Ces actifs ont été convertis en dehors de la Californie avant la date limite effective de fin d’année. Si l’initiative de vote est approuvée après les élections de novembre, elle serait rétroactive pour les résidents de Californie à compter du 1er janvier 2026.
La taxe proposée obligerait les Californiens disposant d’une valeur nette d’un milliard de dollars ou plus à payer un impôt unique égal à 5 % de leurs actifs. La taxe sera payée sur cinq ans et 90 % du montant sera utilisé pour les frais médicaux.
Ce calcul signifie que M. Page, qui vaut environ 270 milliards de dollars selon l’indice Bloomberg des milliardaires, devrait à l’État environ 13 milliards de dollars d’impôts si la proposition était adoptée.
Le sort de la proposition ne sera pas décidé par les électeurs avant des mois, mais Page ne semble prendre aucun risque. Il a également été signalé pour la première fois que Page déménageait son entreprise hors de Californie, ont déclaré des sources anonymes à Business Insider, bien que le co-fondateur de Google serait déjà hors de l’État. Le New York Times a rapporté le mois dernier que Page et le milliardaire de capital-risque Peter Thiel envisageaient de quitter la Californie d’ici la fin de 2025.
Fortune n’a pas pu joindre Page pour commenter.
Exode des milliardaires de Californie
De nombreux leaders technologiques se sont prononcés sur la proposition californienne d’impôt sur la fortune, arguant que l’initiative exacerberait la tendance des ultra-riches à quitter l’État pour des destinations avec moins d’impôts et de réglementations, laissant finalement la Californie avec moins de ressources. Garry Tan, PDG de l’accélérateur de startups technologiques Y Combinator, a averti que la taxe supplémentaire effrayerait les milliardaires de l’État, drainerait les capitaux de Californie et, à terme, menacerait le soutien à l’innovation et aux services de santé que la taxe est censée soutenir.
En fait, les taxes élevées sur les sociétés, les ventes, l’utilisation et les franchises ainsi que l’environnement réglementaire plus strict de la Californie sont souvent cités comme raisons pour lesquelles les anciens résidents de la Silicon Valley ont déménagé leurs entreprises dans d’autres États. Elon Musk a peut-être économisé environ 18 milliards de dollars en impôts sur les plus-values en quittant la Californie pour s’installer au Texas, exempt d’impôt (qui abrite actuellement Tesla, SpaceX, X et The Boring Company) en 2020. Oracle, Hewlett Packard Enterprise et Charles Schwab font partie des grandes entreprises qui ont quitté la Californie pour s’installer dans le Lone Star State. Le Delaware, où Page comprend plusieurs entités, n’exige pas que les propriétaires de sociétés à responsabilité limitée (SARL) publient leurs noms.

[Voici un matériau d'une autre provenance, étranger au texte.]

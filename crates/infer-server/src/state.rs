//! Application state shared across handlers.

use std::sync::Arc;

use crate::catalog::ModelCatalog;
use crate::clock::Clock;
use crate::config::ServerConfig;
use crate::dispatcher::GenerationDispatcher;
use crate::registry::SessionRegistry;

#[derive(Clone)]
pub struct AppState {
    pub catalog: Arc<ModelCatalog>,
    pub registry: Arc<SessionRegistry>,
    pub dispatcher: Arc<GenerationDispatcher>,
    pub config: Arc<ServerConfig>,
}

impl AppState {
    /// Wire the registry and dispatcher around `catalog`. `config` is expected to be
    /// validated already.
    pub fn new(config: ServerConfig, catalog: ModelCatalog, clock: Arc<dyn Clock>) -> Self {
        let catalog = Arc::new(catalog);
        let registry = Arc::new(SessionRegistry::new(
            Arc::clone(&catalog),
            config.registry_limits(),
            clock,
        ));
        let dispatcher = Arc::new(GenerationDispatcher::new(
            Arc::clone(&catalog),
            Arc::clone(&registry),
        ));
        Self {
            catalog,
            registry,
            dispatcher,
            config: Arc::new(config),
        }
    }

    /// State backed by the reference models described in `config`.
    pub fn from_config(config: ServerConfig, clock: Arc<dyn Clock>) -> Self {
        let catalog = ModelCatalog::from_config(&config);
        Self::new(config, catalog, clock)
    }
}
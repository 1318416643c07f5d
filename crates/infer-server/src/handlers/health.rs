//! Health check handler.

use axum::{extract::State, Json};
use serde_json::{json, Value};

use crate::state::AppState;

/// Handle health check requests. Includes session utilization stats.
pub async fn handle_health(State(state): State<AppState>) -> Json<Value> {
    let active = state.registry.len();
    let max_sessions = state.registry.capacity();
    Json(json!({
        "status": "ok",
        "default_model": state.catalog.default_model(),
        "models": state.catalog.names().collect::<Vec<_>>(),
        "sessions": {
            "active": active,
            "max_sessions": max_sessions,
            "available": max_sessions.saturating_sub(active),
        }
    }))
}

Mais tous les milliardaires ne sont pas aussi fermement opposés à cette proposition. Huang, PDG de NVIDIA, le neuvième homme le plus riche du monde avec une fortune de 155 milliards de dollars, ne semble pas s’en soucier.
« Je n’y ai jamais pensé », a déclaré mardi Huang dans une interview accordée à Bloomberg TV. « Nous avons choisi de vivre dans la Silicon Valley, et quels que soient les impôts qu’ils imposent, qu’il en soit ainsi. Cela me convient tout à fait. »
En fait, NVIDIA est probablement en train d’étendre sa présence dans la Silicon Valley, en signant son premier bail de bureau à San Francisco en novembre 2025, ignorant les inquiétudes concernant un désinvestissement généralisé et une perte de talents en Californie.
« Nous travaillons dans la Silicon Valley parce que c’est dans la Silicon Valley que se trouvent les talents. Nous avons des bureaux partout dans le monde, partout où il y a des talents », a déclaré Huang.